## Exercise goal
Beginning with the first line and ending with the one containing "pub fn sui_sqrt(x: u64)", copy the lines of the listing below exactly; omit everything else.

## Records for this task
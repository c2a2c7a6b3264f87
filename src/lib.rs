pub mod amm;
pub mod coin;
pub mod config;
pub mod gateway;
pub mod rpc;
pub mod wallet;

pub use coin::{CoinClient, CoinError, CoinObjectRef, CoinOutcome};
pub use gateway::{ConnectionRegistry, Gateway};
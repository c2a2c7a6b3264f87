//! Constant-product pool arithmetic.
//!
//! Every helper widens to `u128` for intermediate products and returns `None`
//! on division by zero or when the result does not fit in a `u64`.

/// Fees are expressed in basis points of this denominator.
pub const FEE_DENOMINATOR: u64 = 10_000;

/// Integer square root (Babylonian method), rounded down.
pub fn sqrt(y: u64) -> u64 {
    if y < 4 {
        return if y == 0 { 0 } else { 1 };
    }
    let mut z = y;
    let mut x = y / 2 + 1;
    while x < z {
        z = x;
        x = (y / x + x) / 2;
    }
    z
}

/// Bitwise integer square root, the same digit-by-digit method the pool's
/// Move module uses on chain.
pub fn sui_sqrt(x: u64) -> u64 {
    let mut bit = 1u128 << 64;
    let mut res = 0u128;
    let mut x = x as u128;

    while bit != 0 {
        if x >= res + bit {
            x -= res + bit;
            res = (res >> 1) + bit;
        } else {
            res >>= 1;
        }
        bit >>= 2;
    }

    res as u64
}

fn mul_div(a: u64, b: u64, denominator: u64) -> Option<u64> {
    if denominator == 0 {
        return None;
    }
    let value = (a as u128) * (b as u128) / (denominator as u128);
    u64::try_from(value).ok()
}

/// Amount of B matching `input_a` at the current reserve ratio.
pub fn quote(reserve_a: u64, reserve_b: u64, input_a: u64) -> Option<u64> {
    mul_div(input_a, reserve_b, reserve_a)
}

/// Output of swapping `dx` into a pool with reserves `x`/`y`, charging
/// `fee_bps` basis points on the input.
pub fn get_input(dx: u64, x: u64, y: u64, fee_bps: u64) -> Option<u64> {
    let fee_factor = FEE_DENOMINATOR.checked_sub(fee_bps)? as u128;
    let dx_after_fee = fee_factor * dx as u128;
    let numerator = dx_after_fee.checked_mul(y as u128)?;
    let denominator = (FEE_DENOMINATOR as u128 * x as u128).checked_add(dx_after_fee)?;
    if denominator == 0 {
        return None;
    }
    u64::try_from(numerator / denominator).ok()
}

/// LP tokens minted for depositing `dx`/`dy` into reserves `x`/`y`.
pub fn minted_lp_after_increase_liquidity(
    x: u64,
    y: u64,
    dx: u64,
    dy: u64,
    lp_supply: u64,
) -> Option<u64> {
    let from_x = mul_div(dx, lp_supply, x)?;
    let from_y = mul_div(dy, lp_supply, y)?;
    Some(from_x.min(from_y))
}

/// Reserves returned for burning `lp_value` of `lp_supply` LP tokens.
pub fn withdraw_liquidity(
    reserve_x: u64,
    reserve_y: u64,
    lp_value: u64,
    lp_supply: u64,
) -> Option<(u64, u64)> {
    Some((
        mul_div(reserve_x, lp_value, lp_supply)?,
        mul_div(reserve_y, lp_value, lp_supply)?,
    ))
}
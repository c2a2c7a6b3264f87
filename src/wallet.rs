use crate::config::consts::{MIST_PER_SUI, SUI_COIN_TYPE_INDEX, TEST_MNEMONIC};
use anyhow::{anyhow, bail, Context, Result};
use base64::{engine::general_purpose::STANDARD as BASE64, Engine};
use blake2::{digest::consts::U32, Blake2b, Digest};
use ed25519_dalek::{Signer, SigningKey};
use hmac::{Hmac, Mac};
use sha2::Sha512;
use std::fmt;
use std::fs;
use std::path::PathBuf;
use term_table::row::Row;
use term_table::table_cell::{Alignment as CellAlignment, TableCell};
use term_table::{Table, TableStyle};
use tracing::{info, warn};

type Blake2b256 = Blake2b<U32>;
type HmacSha512 = Hmac<Sha512>;

/// Signature scheme flag for Ed25519 keys and signatures.
const ED25519_FLAG: u8 = 0x00;

/// Intent prefix for transaction data: scope, version, app id.
const TRANSACTION_INTENT: [u8; 3] = [0, 0, 0];

const HARDENED: u32 = 0x8000_0000;

/// Supplies the key that signs every transaction of a coin client.
pub trait CredentialProvider: Send + Sync {
    fn keypair(&self) -> Result<SuiKeypair>;
}

/// An Ed25519 keypair with Sui address derivation and transaction signing.
#[derive(Clone)]
pub struct SuiKeypair {
    signing_key: SigningKey,
}

impl fmt::Debug for SuiKeypair {
    fn fmt(&self, f: &mut fmt::Formatter<'_>) -> fmt::Result {
        f.debug_struct("SuiKeypair")
            .field("address", &self.address())
            .finish()
    }
}

impl SuiKeypair {
    pub fn from_secret(secret: &[u8; 32]) -> Self {
        Self {
            signing_key: SigningKey::from_bytes(secret),
        }
    }

    /// Derive the key at `m/44'/784'/{account_index}'/0'/0'` (SLIP-0010).
    pub fn from_mnemonic(phrase: &str, account_index: u32) -> Result<Self> {
        let mnemonic = bip39::Mnemonic::parse(phrase).context("Invalid mnemonic phrase")?;
        let seed = mnemonic.to_seed("");
        let path = [44, SUI_COIN_TYPE_INDEX, account_index, 0, 0];
        let secret = slip10_derive(&seed, &path)?;
        Ok(Self::from_secret(&secret))
    }

    /// Parse one keystore entry: base64 of `flag || secret`.
    pub fn from_keystore_entry(entry: &str) -> Result<Self> {
        let bytes = BASE64
            .decode(entry.trim())
            .context("Keystore entry is not valid base64")?;
        match bytes.split_first() {
            Some((&ED25519_FLAG, secret)) if secret.len() == 32 => {
                let mut key = [0u8; 32];
                key.copy_from_slice(secret);
                Ok(Self::from_secret(&key))
            }
            Some((&ED25519_FLAG, secret)) => {
                bail!("Ed25519 keystore entry has {} key bytes, expected 32", secret.len())
            }
            Some((flag, _)) => bail!("Unsupported key scheme flag {flag:#04x}"),
            None => bail!("Empty keystore entry"),
        }
    }

    pub fn public_key(&self) -> [u8; 32] {
        self.signing_key.verifying_key().to_bytes()
    }

    /// `0x` + hex(BLAKE2b-256(flag || public key)).
    pub fn address(&self) -> String {
        let mut hasher = Blake2b256::new();
        hasher.update([ED25519_FLAG]);
        hasher.update(self.public_key());
        format!("0x{}", hex::encode(hasher.finalize()))
    }

    /// Sign base64 transaction bytes and return the serialized signature
    /// `base64(flag || signature || public key)` expected by the node.
    pub fn sign_transaction(&self, tx_bytes_b64: &str) -> Result<String> {
        let tx_bytes = BASE64
            .decode(tx_bytes_b64)
            .context("Transaction bytes are not valid base64")?;

        let mut hasher = Blake2b256::new();
        hasher.update(TRANSACTION_INTENT);
        hasher.update(&tx_bytes);
        let digest = hasher.finalize();

        let signature = self.signing_key.sign(&digest);
        let mut serialized = Vec::with_capacity(1 + 64 + 32);
        serialized.push(ED25519_FLAG);
        serialized.extend_from_slice(&signature.to_bytes());
        serialized.extend_from_slice(&self.public_key());
        Ok(BASE64.encode(serialized))
    }
}

/// SLIP-0010 Ed25519 derivation. Every level is hardened.
fn slip10_derive(seed: &[u8], path: &[u32]) -> Result<[u8; 32]> {
    let (mut key, mut chain_code) = hmac_split(b"ed25519 seed", &[seed])?;
    for index in path {
        let hardened = (index | HARDENED).to_be_bytes();
        (key, chain_code) = hmac_split(&chain_code, &[&[0u8], &key, &hardened])?;
    }
    Ok(key)
}

fn hmac_split(key: &[u8], data: &[&[u8]]) -> Result<([u8; 32], [u8; 32])> {
    let mut mac =
        HmacSha512::new_from_slice(key).map_err(|_| anyhow!("Invalid HMAC key length"))?;
    for chunk in data {
        mac.update(chunk);
    }
    let output = mac.finalize().into_bytes();
    let mut left = [0u8; 32];
    let mut right = [0u8; 32];
    left.copy_from_slice(&output[..32]);
    right.copy_from_slice(&output[32..]);
    Ok((left, right))
}

// ============================================================================
// Credential Providers
// ============================================================================

/// Key derived from a BIP-39 phrase.
pub struct MnemonicCredential {
    phrase: String,
    account_index: u32,
}

impl MnemonicCredential {
    pub fn new(phrase: impl Into<String>, account_index: u32) -> Self {
        Self {
            phrase: phrase.into(),
            account_index,
        }
    }

    /// The placeholder account shared by every developer. Never fund it.
    pub fn test_account(account_index: u32) -> Self {
        warn!("Signing with the public test mnemonic; do not use it for real funds");
        Self::new(TEST_MNEMONIC, account_index)
    }
}

impl CredentialProvider for MnemonicCredential {
    fn keypair(&self) -> Result<SuiKeypair> {
        SuiKeypair::from_mnemonic(&self.phrase, self.account_index)
    }
}

/// Key read from a Sui CLI keystore (a JSON array of base64 entries).
pub struct KeystoreCredential {
    path: PathBuf,
    index: usize,
}

impl KeystoreCredential {
    pub fn new(path: impl Into<PathBuf>, index: usize) -> Self {
        Self {
            path: path.into(),
            index,
        }
    }

    /// `~/.sui/sui_config/sui.keystore`
    pub fn default_path() -> Result<PathBuf> {
        let home = dirs::home_dir().context("Cannot determine home directory")?;
        Ok(home.join(".sui").join("sui_config").join("sui.keystore"))
    }
}

impl CredentialProvider for KeystoreCredential {
    fn keypair(&self) -> Result<SuiKeypair> {
        let raw = fs::read_to_string(&self.path)
            .with_context(|| format!("Failed to read keystore {}", self.path.display()))?;
        let entries: Vec<String> = serde_json::from_str(&raw)
            .with_context(|| format!("Keystore {} is not a JSON array", self.path.display()))?;
        let entry = entries.get(self.index).with_context(|| {
            format!(
                "Keystore {} has {} keys, index {} requested",
                self.path.display(),
                entries.len(),
                self.index
            )
        })?;
        SuiKeypair::from_keystore_entry(entry)
    }
}

impl CredentialProvider for SuiKeypair {
    fn keypair(&self) -> Result<SuiKeypair> {
        Ok(self.clone())
    }
}

// ============================================================================
// Status Banner
// ============================================================================

/// Format MIST as SUI with nine decimals.
pub fn format_sui(mist: u64) -> String {
    format!("{}.{:09}", mist / MIST_PER_SUI, mist % MIST_PER_SUI)
}

/// Log an account banner with the address, network and SUI balance.
pub fn display_wallet_status(address: &str, network: &str, rpc_url: &str, balance_mist: u64) {
    let funded = balance_mist > 0;

    let mut table = Table::new();
    table.style = TableStyle::extended();

    let header = if funded {
        "ACCOUNT READY"
    } else {
        "NO GAS COINS FOUND"
    };
    table.add_row(Row::new(vec![TableCell::builder(header)
        .col_span(2)
        .alignment(CellAlignment::Center)
        .build()]));

    let rows = [
        ("Address", address.to_string()),
        ("Network", network.to_string()),
        ("RPC URL", rpc_url.to_string()),
        ("Balance", format!("{} SUI", format_sui(balance_mist))),
    ];
    for (label, value) in rows {
        table.add_row(Row::new(vec![
            TableCell::builder(label)
                .alignment(CellAlignment::Right)
                .build(),
            TableCell::builder(value)
                .alignment(CellAlignment::Left)
                .build(),
        ]));
    }

    if funded {
        info!("\n{}", table.render());
    } else {
        table.add_row(Row::new(vec![TableCell::builder(
            "Request SUI from the faucet before submitting transactions",
        )
        .col_span(2)
        .alignment(CellAlignment::Center)
        .build()]));
        warn!("\n{}", table.render());
    }
}
//! Extract the inner type argument from framework wrapper types.

const COIN_PREFIX: &str = "0x2::coin::Coin<";
const TREASURY_CAP_PREFIX: &str = "0x2::coin::TreasuryCap<";

fn wrapped_type_arg<'a>(type_string: &'a str, prefix: &str) -> Option<&'a str> {
    let inner = type_string.strip_prefix(prefix)?.strip_suffix('>')?;
    (!inner.is_empty()).then_some(inner)
}

/// `0x2::coin::Coin<T>` -> `T`
pub fn coin_type_arg(type_string: &str) -> Option<&str> {
    wrapped_type_arg(type_string, COIN_PREFIX)
}

/// `0x2::coin::TreasuryCap<T>` -> `T`
pub fn treasury_cap_type_arg(type_string: &str) -> Option<&str> {
    wrapped_type_arg(type_string, TREASURY_CAP_PREFIX)
}

/// Type argument of either wrapper.
pub fn any_coin_type_arg(type_string: &str) -> Option<&str> {
    coin_type_arg(type_string).or_else(|| treasury_cap_type_arg(type_string))
}
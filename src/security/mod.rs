//! Security subsystem.
//!
//! # Data Flow
//! ```text
//! Inbound request headers
//!     → headers.rs (deny-substring filter, hop-by-hop strip)
//!     → Outbound request headers
//! ```

pub mod headers;

pub use headers::{strip_hop_by_hop, HeaderDenyList};
//! Outbound header filtering.
//!
//! # Responsibilities
//! - Drop headers that leak the caller's origin or the relay's own edge
//!   (host, referer, CDN and forwarding metadata)
//! - Strip hop-by-hop headers on both legs
//!
//! # Design Decisions
//! - Deny entries are substrings, not names: `x-forwarded-for` is dropped
//!   because it contains `forward`, `x-cdn-loop` because it contains `cdn`
//! - Matching is case-insensitive; entries are lowercased once at startup

use axum::http::header::{HeaderMap, CONNECTION};

use crate::config::HeaderFilterConfig;

/// Connection-level headers owned by each hop's HTTP stack.
const HOP_BY_HOP: &[&str] = &[
    "connection",
    "keep-alive",
    "proxy-connection",
    "te",
    "trailer",
    "transfer-encoding",
    "upgrade",
];

/// Immutable set of lowercase header-name substrings to reject.
#[derive(Debug, Clone)]
pub struct HeaderDenyList {
    entries: Vec<String>,
}

impl HeaderDenyList {
    pub fn new<I, S>(entries: I) -> Self
    where
        I: IntoIterator<Item = S>,
        S: AsRef<str>,
    {
        Self {
            entries: entries
                .into_iter()
                .map(|e| e.as_ref().trim().to_ascii_lowercase())
                .collect(),
        }
    }

    pub fn from_config(config: &HeaderFilterConfig) -> Self {
        Self::new(&config.deny)
    }

    /// Returns false if the lowercased name contains any deny entry.
    pub fn is_allowed(&self, name: &str) -> bool {
        let name = name.to_ascii_lowercase();
        !self.entries.iter().any(|denied| name.contains(denied.as_str()))
    }

    /// Copy every value of every allowed header.
    pub fn filter(&self, headers: &HeaderMap) -> HeaderMap {
        let mut allowed = HeaderMap::with_capacity(headers.keys_len());
        for (name, value) in headers {
            if self.is_allowed(name.as_str()) {
                allowed.append(name.clone(), value.clone());
            }
        }
        allowed
    }
}

impl Default for HeaderDenyList {
    fn default() -> Self {
        Self::from_config(&HeaderFilterConfig::default())
    }
}

/// Remove hop-by-hop headers, including any listed in `Connection`.
pub fn strip_hop_by_hop(headers: &mut HeaderMap) {
    let listed: Vec<String> = headers
        .get_all(CONNECTION)
        .iter()
        .filter_map(|v| v.to_str().ok())
        .flat_map(|v| v.split(','))
        .map(|token| token.trim().to_ascii_lowercase())
        .filter(|token| !token.is_empty())
        .collect();

    for name in HOP_BY_HOP.iter().copied().chain(listed.iter().map(String::as_str)) {
        headers.remove(name);
    }
}
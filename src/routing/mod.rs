//! Routing subsystem.
//!
//! # Data Flow
//! ```text
//! Incoming path + query ("/openai/v1/models?x=1")
//!     → router.rs (split first segment, exact table lookup)
//!     → Return: ResolvedTarget ("https://api.openai.com/v1/models?x=1") or NoMatch
//!
//! Table Compilation (at startup):
//!     [routes] config
//!     → table.rs (RouteTable)
//!     → Freeze inside an immutable Router
//! ```
//!
//! # Design Decisions
//! - Table built at startup, immutable at runtime
//! - Exact single-segment lookup only
//! - Deterministic: same input always yields the same target

pub mod router;
pub mod table;

pub use router::{split_prefix, ResolvedTarget, Router};
pub use table::RouteTable;
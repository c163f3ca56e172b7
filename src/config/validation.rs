//! Configuration validation.
//!
//! Serde handles syntax; this module checks the things serde cannot: route
//! prefixes are single path segments, base URLs are absolute http(s) origins
//! that can be concatenated with a request suffix, and numeric settings are
//! usable. Every problem is reported, not just the first.

use url::Url;

use crate::config::schema::RelayConfig;

/// A single semantic problem found in a configuration.
#[derive(Debug, Clone, PartialEq, Eq, thiserror::Error)]
pub enum ValidationError {
    #[error("route prefix {0:?} must start with '/' and name exactly one path segment")]
    InvalidPrefix(String),

    #[error("route {prefix:?}: base URL {url:?} is not an absolute http(s) URL")]
    InvalidBaseUrl { prefix: String, url: String },

    #[error("route {prefix:?}: base URL {url:?} must not end with '/' or carry a query or fragment")]
    BaseUrlSuffix { prefix: String, url: String },

    #[error("header deny list contains an empty entry")]
    EmptyDenyEntry,

    #[error("upstream.{0} must be greater than zero")]
    ZeroTimeout(&'static str),
}

/// Validate a parsed configuration.
pub fn validate_config(config: &RelayConfig) -> Result<(), Vec<ValidationError>> {
    let mut errors = Vec::new();

    for (prefix, base) in &config.routes.0 {
        if !is_single_segment(prefix) {
            errors.push(ValidationError::InvalidPrefix(prefix.clone()));
        }

        match Url::parse(base) {
            Ok(url) if matches!(url.scheme(), "http" | "https") && url.has_host() => {
                if base.ends_with('/') || url.query().is_some() || url.fragment().is_some() {
                    errors.push(ValidationError::BaseUrlSuffix {
                        prefix: prefix.clone(),
                        url: base.clone(),
                    });
                }
            }
            _ => errors.push(ValidationError::InvalidBaseUrl {
                prefix: prefix.clone(),
                url: base.clone(),
            }),
        }
    }

    if config.headers.deny.iter().any(|entry| entry.trim().is_empty()) {
        errors.push(ValidationError::EmptyDenyEntry);
    }

    if config.upstream.connect_timeout_secs == 0 {
        errors.push(ValidationError::ZeroTimeout("connect_timeout_secs"));
    }
    if config.upstream.request_timeout_secs == Some(0) {
        errors.push(ValidationError::ZeroTimeout("request_timeout_secs"));
    }

    if errors.is_empty() {
        Ok(())
    } else {
        Err(errors)
    }
}

fn is_single_segment(prefix: &str) -> bool {
    match prefix.strip_prefix('/') {
        Some(name) => !name.is_empty() && !name.contains(['/', '?', '#']),
        None => false,
    }
}

#[cfg(test)]
mod tests {
    use super::*;
    use crate::config::schema::RoutesConfig;

    fn with_routes(routes: &[(&str, &str)]) -> RelayConfig {
        RelayConfig {
            routes: RoutesConfig(
                routes
                    .iter()
                    .map(|(p, u)| (p.to_string(), u.to_string()))
                    .collect(),
            ),
            ..RelayConfig::default()
        }
    }

    #[test]
    fn test_defaults_are_valid() {
        assert_eq!(validate_config(&RelayConfig::default()), Ok(()));
    }

    #[test]
    fn test_rejects_malformed_prefixes() {
        let config = with_routes(&[
            ("openai", "https://api.openai.com"),
            ("/", "https://api.openai.com"),
            ("/a/b", "https://api.openai.com"),
            ("/q?x", "https://api.openai.com"),
        ]);

        let errors = validate_config(&config).unwrap_err();
        assert_eq!(errors.len(), 4);
        assert!(errors
            .iter()
            .all(|e| matches!(e, ValidationError::InvalidPrefix(_))));
    }

    #[test]
    fn test_rejects_bad_base_urls() {
        let config = with_routes(&[
            ("/rel", "api.openai.com"),
            ("/ftp", "ftp://files.example.com"),
            ("/slash", "https://api.openai.com/"),
            ("/query", "https://api.openai.com/v1?key=1"),
        ]);

        let errors = validate_config(&config).unwrap_err();
        assert!(errors.contains(&ValidationError::InvalidBaseUrl {
            prefix: "/rel".into(),
            url: "api.openai.com".into(),
        }));
        assert!(errors.contains(&ValidationError::InvalidBaseUrl {
            prefix: "/ftp".into(),
            url: "ftp://files.example.com".into(),
        }));
        assert!(errors.contains(&ValidationError::BaseUrlSuffix {
            prefix: "/slash".into(),
            url: "https://api.openai.com/".into(),
        }));
        assert!(errors.contains(&ValidationError::BaseUrlSuffix {
            prefix: "/query".into(),
            url: "https://api.openai.com/v1?key=1".into(),
        }));
    }

    #[test]
    fn test_plain_http_upstream_is_accepted() {
        let config = with_routes(&[("/local", "http://127.0.0.1:8080/api")]);
        assert_eq!(validate_config(&config), Ok(()));
    }

    #[test]
    fn test_reports_all_errors() {
        let mut config = with_routes(&[("bad", "nope")]);
        config.headers.deny.push(" ".into());
        config.upstream.connect_timeout_secs = 0;
        config.upstream.request_timeout_secs = Some(0);

        let errors = validate_config(&config).unwrap_err();
        assert_eq!(errors.len(), 5);
    }
}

## Written answer
repository c2a2c7a6b3264f87
filename src/lib.rs
pub mod amm;
pub mod coin;
pub mod config;
pub mod gateway;
pub mod rpc;
pub mod wallet;

pub use coin::{CoinClient, CoinError, CoinObjectRef, CoinOutcome};
pub use gateway::{ConnectionRegistry, Gateway};
repository c2a2c7a6b3264f87
//! Constant-product pool arithmetic.
//!
//! Every helper widens to `u128` for intermediate products and returns `None`
//! on division by zero or when the result does not fit in a `u64`.

/// Fees are expressed in basis points of this denominator.
pub const FEE_DENOMINATOR: u64 = 10_000;

/// Integer square root (Babylonian method), rounded down.
pub fn sqrt(y: u64) -> u64 {
    if y < 4 {
        return if y == 0 { 0 } else { 1 };
    }
    let mut z = y;
    let mut x = y / 2 + 1;
    while x < z {
        z = x;
        x = (y / x + x) / 2;
    }
    z
}

/// Bitwise integer square root, the same digit-by-digit method the pool's
/// Move module uses on chain.
pub fn sui_sqrt(x: u64) -> u64 {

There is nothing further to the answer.